Carutti: «Aiutateci a tutelare le chitarre al museo civico»

A rischio l’incolumità dei beni liutari in palazzo Affaitati

Carutti: «Aiutateci a tutelare le chitarre al museo civico»

CREMONA - E’ stato un appello accorato, quello lanciato da Carlo Alberto Carutti, martedì sera a palazzo Pallavicino, nell’ambito della conviviale del Lions Club Cremona Stradivari che ha conferito al mecenate milanese lo Stradivari d’argento. «Abbiamo bisogno di acquistare igrometri che permettano di tenere sotto controllo l’umidità nelle sale del museo Ala Ponzone che ospitano le chitarre, i mandolini e gli strumenti della mia collezioni — ha detto l’ingegnere —. Per questo se vorrete darci una mano ne saremo felici». E per far capire quale è la situazione l’ingegner Carutti ha specificato: «E’ indispensabile avere una percentuale di umidità tale da non rovinare la condizione degli strumenti. La chitarra Guadagnini sta già mostrando segni di ‘deterioramento’ — ha spiegato —. Per ovviare a tutto questo abbiamo messo piccoli contenitori d’acqua nelle vetrine, ma da qui a fare le veci di vetrine climatizzate ce ne passa». Insomma per Le Stanze della Musica — così sono state rinominate le sale che un tempo ospitavano lo Stradivariano — Carutti lancia il suo appello a far sì che strumentazione basilare ma necessaria possa essere acquistata.
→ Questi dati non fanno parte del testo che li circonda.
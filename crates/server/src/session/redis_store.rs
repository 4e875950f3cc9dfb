// SPDX-License-Identifier: BUSL-1.1
// Copyright (c) 2026 Alfred Jean LLC

//! Redis-backed distributed `SessionStore`. Session fields live in a hash,
//! messages in a capped list, and the active-session index in a set, so
//! every service instance observes the same conversation state.

use std::collections::HashMap;

use async_trait::async_trait;
use redis::AsyncCommands;

use crate::error::ChatError;
use crate::session::{
    messages_key, session_key, Message, RateLimitDecision, RateLimiter, Session, SessionStore,
    SessionStoreConfig, SlidingWindowRateLimiter, ACTIVE_SESSIONS_KEY,
};

pub struct RedisSessionStore {
    conn: redis::aio::ConnectionManager,
    rate_limiter: SlidingWindowRateLimiter,
    config: SessionStoreConfig,
}

impl RedisSessionStore {
    pub async fn connect(url: &str, config: SessionStoreConfig) -> Result<Self, ChatError> {
        let client = redis::Client::open(url)
            .map_err(|e| ChatError::configuration("redis_connect", e.to_string()))?;
        let conn = redis::aio::ConnectionManager::new(client)
            .await
            .map_err(|e| ChatError::transport("redis_connect", e.to_string()))?;
        let rate_limiter = SlidingWindowRateLimiter::new(
            conn.clone(),
            config.rate_limit_max,
            config.rate_limit_window_secs,
        );
        Ok(Self { conn, rate_limiter, config })
    }

    fn conn(&self) -> redis::aio::ConnectionManager {
        self.conn.clone()
    }
}

fn encode_session(session: &Session) -> Result<String, ChatError> {
    serde_json::to_string(session).map_err(|e| ChatError::internal("session_encode", e.to_string()))
}

fn decode_session(raw: &str) -> Result<Session, ChatError> {
    serde_json::from_str(raw).map_err(|e| ChatError::internal("session_decode", e.to_string()))
}

fn encode_message(msg: &Message) -> Result<String, ChatError> {
    serde_json::to_string(msg).map_err(|e| ChatError::internal("message_encode", e.to_string()))
}

fn decode_message(raw: &str) -> Result<Message, ChatError> {
    serde_json::from_str(raw).map_err(|e| ChatError::internal("message_decode", e.to_string()))
}

#[async_trait]
impl SessionStore for RedisSessionStore {
    async fn create(
        &self,
        metadata: HashMap<String, serde_json::Value>,
    ) -> Result<Session, ChatError> {
        let id = uuid::Uuid::new_v4().to_string();
        let session = Session::new(id.clone(), self.config.session_ttl_secs, metadata);
        let mut conn = self.conn();
        let encoded = encode_session(&session)?;
        let ttl = self.config.session_ttl_secs.max(1) as i64;

        let _: () = redis::pipe()
            .atomic()
            .set_ex(session_key(&id), encoded, ttl as u64)
            .sadd(ACTIVE_SESSIONS_KEY, &id)
            .query_async(&mut conn)
            .await
            .map_err(|e| ChatError::transport("create", e.to_string()))?;

        Ok(session)
    }

    async fn get(&self, id: &str) -> Result<Option<Session>, ChatError> {
        let mut conn = self.conn();
        let raw: Option<String> = conn
            .get(session_key(id))
            .await
            .map_err(|e| ChatError::transport("get", e.to_string()))?;
        raw.map(|r| decode_session(&r)).transpose()
    }

    async fn update(&self, session: &Session) -> Result<(), ChatError> {
        let mut conn = self.conn();
        let encoded = encode_session(session)?;
        let remaining_secs = ((session.expires_at - crate::session::now_ms()) / 1000).max(1) as u64;
        let _: () = conn
            .set_ex(session_key(&session.id), encoded, remaining_secs)
            .await
            .map_err(|e| ChatError::transport("update", e.to_string()))?;
        Ok(())
    }

    async fn delete(&self, id: &str) -> Result<(), ChatError> {
        let mut conn = self.conn();
        let _: () = redis::pipe()
            .atomic()
            .del(session_key(id))
            .del(messages_key(id))
            .srem(ACTIVE_SESSIONS_KEY, id)
            .query_async(&mut conn)
            .await
            .map_err(|e| ChatError::transport("delete", e.to_string()))?;
        Ok(())
    }

    async fn add_message(&self, id: &str, msg: Message) -> Result<Message, ChatError> {
        let mut session = self
            .get(id)
            .await?
            .ok_or_else(|| ChatError::session_not_found("add_message", id))?;

        let mut conn = self.conn();
        let encoded = encode_message(&msg)?;
        let max = self.config.max_messages as isize;
        let _: () = redis::pipe()
            .atomic()
            .rpush(messages_key(id), encoded)
            .ltrim(messages_key(id), -max, -1)
            .query_async(&mut conn)
            .await
            .map_err(|e| ChatError::transport("add_message", e.to_string()))?;

        session.message_count += 1;
        session.token_count += msg.tokens as u64;
        session.updated_at = crate::session::now_ms();
        self.update(&session).await?;

        Ok(msg)
    }

    async fn get_messages(&self, id: &str, limit: i64) -> Result<Vec<Message>, ChatError> {
        let mut conn = self.conn();
        let raw: Vec<String> = if limit <= 0 {
            conn.lrange(messages_key(id), 0, -1).await
        } else {
            conn.lrange(messages_key(id), -limit, -1).await
        }
        .map_err(|e| ChatError::transport("get_messages", e.to_string()))?;

        raw.iter().map(|r| decode_message(r)).collect()
    }

    async fn check_rate_limit(&self, id: &str) -> Result<RateLimitDecision, ChatError> {
        Ok(self.rate_limiter.allow(id).await)
    }

    async fn active_session_count(&self) -> Result<u64, ChatError> {
        let mut conn = self.conn();
        conn.scard(ACTIVE_SESSIONS_KEY)
            .await
            .map_err(|e| ChatError::transport("active_session_count", e.to_string()))
    }

    async fn sessions_by_metadata(
        &self,
        key: &str,
        value: &serde_json::Value,
    ) -> Result<Vec<Session>, ChatError> {
        let ids: Vec<String> = {
            let mut conn = self.conn();
            conn.smembers(ACTIVE_SESSIONS_KEY)
                .await
                .map_err(|e| ChatError::transport("sessions_by_metadata", e.to_string()))?
        };

        let mut matches = Vec::new();
        for id in ids {
            if let Some(session) = self.get(&id).await? {
                if session.metadata.get(key) == Some(value) {
                    matches.push(session);
                }
            }
        }
        Ok(matches)
    }

    async fn sweep_expired(&self) -> Result<u64, ChatError> {
        let ids: Vec<String> = {
            let mut conn = self.conn();
            conn.smembers(ACTIVE_SESSIONS_KEY)
                .await
                .map_err(|e| ChatError::transport("sweep_expired", e.to_string()))?
        };

        let mut swept = 0u64;
        for id in ids {
            match self.get(&id).await? {
                Some(session) if session.is_expired() => {
                    self.delete(&id).await?;
                    swept += 1;
                }
                None => {
                    // Key expired via TTL already; drop the stale index entry.
                    let mut conn = self.conn();
                    let _: () = conn
                        .srem(ACTIVE_SESSIONS_KEY, &id)
                        .await
                        .map_err(|e| ChatError::transport("sweep_expired", e.to_string()))?;
                    swept += 1;
                }
                _ => {}
            }
        }
        Ok(swept)
    }

    async fn close(&self) -> Result<(), ChatError> {
        Ok(())
    }
}

fn active_sessions_key() -> &'static str {
    ACTIVE_SESSIONS_KEY
}

#[cfg(test)]
mod tests {
    use super::*;

    #[test]
    fn active_sessions_key_matches_constant() {
        assert_eq!(active_sessions_key(), "gomind:chat:sessions:active");
    }
}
A tale appello la dirigente del settore museale non può che plaudire: «Ben vengano quanti possono contribuire a tutelare e sostenere la conservazione dei beni museali — spiega Maurizia Quaglia —. Le teche che contengono gli strumenti sono le stesse che fino a due anni fa conservavano la collezione di strumenti di liuteria classica cremonese oggi al Museo del Violino. Abbiamo provveduto a posizionare vaporizzatori e due idrometri che monitorano l’umidità negli ambienti. Certo se arriveranno contributi e sostegno per migliorare le tecniche di controllo il Comune è più che disponibile». Insomma dopo il caso dell’armadio del Platina sembra aprirsi un nuovo fronte sull’adeguata conservazione delle opere lignee a palazzo Affaitati.

25 Aprile 2015

Commenti all'articolo

  • Roberto

    2015/04/25 - 08:08

    Forse si intendeva igrometri?!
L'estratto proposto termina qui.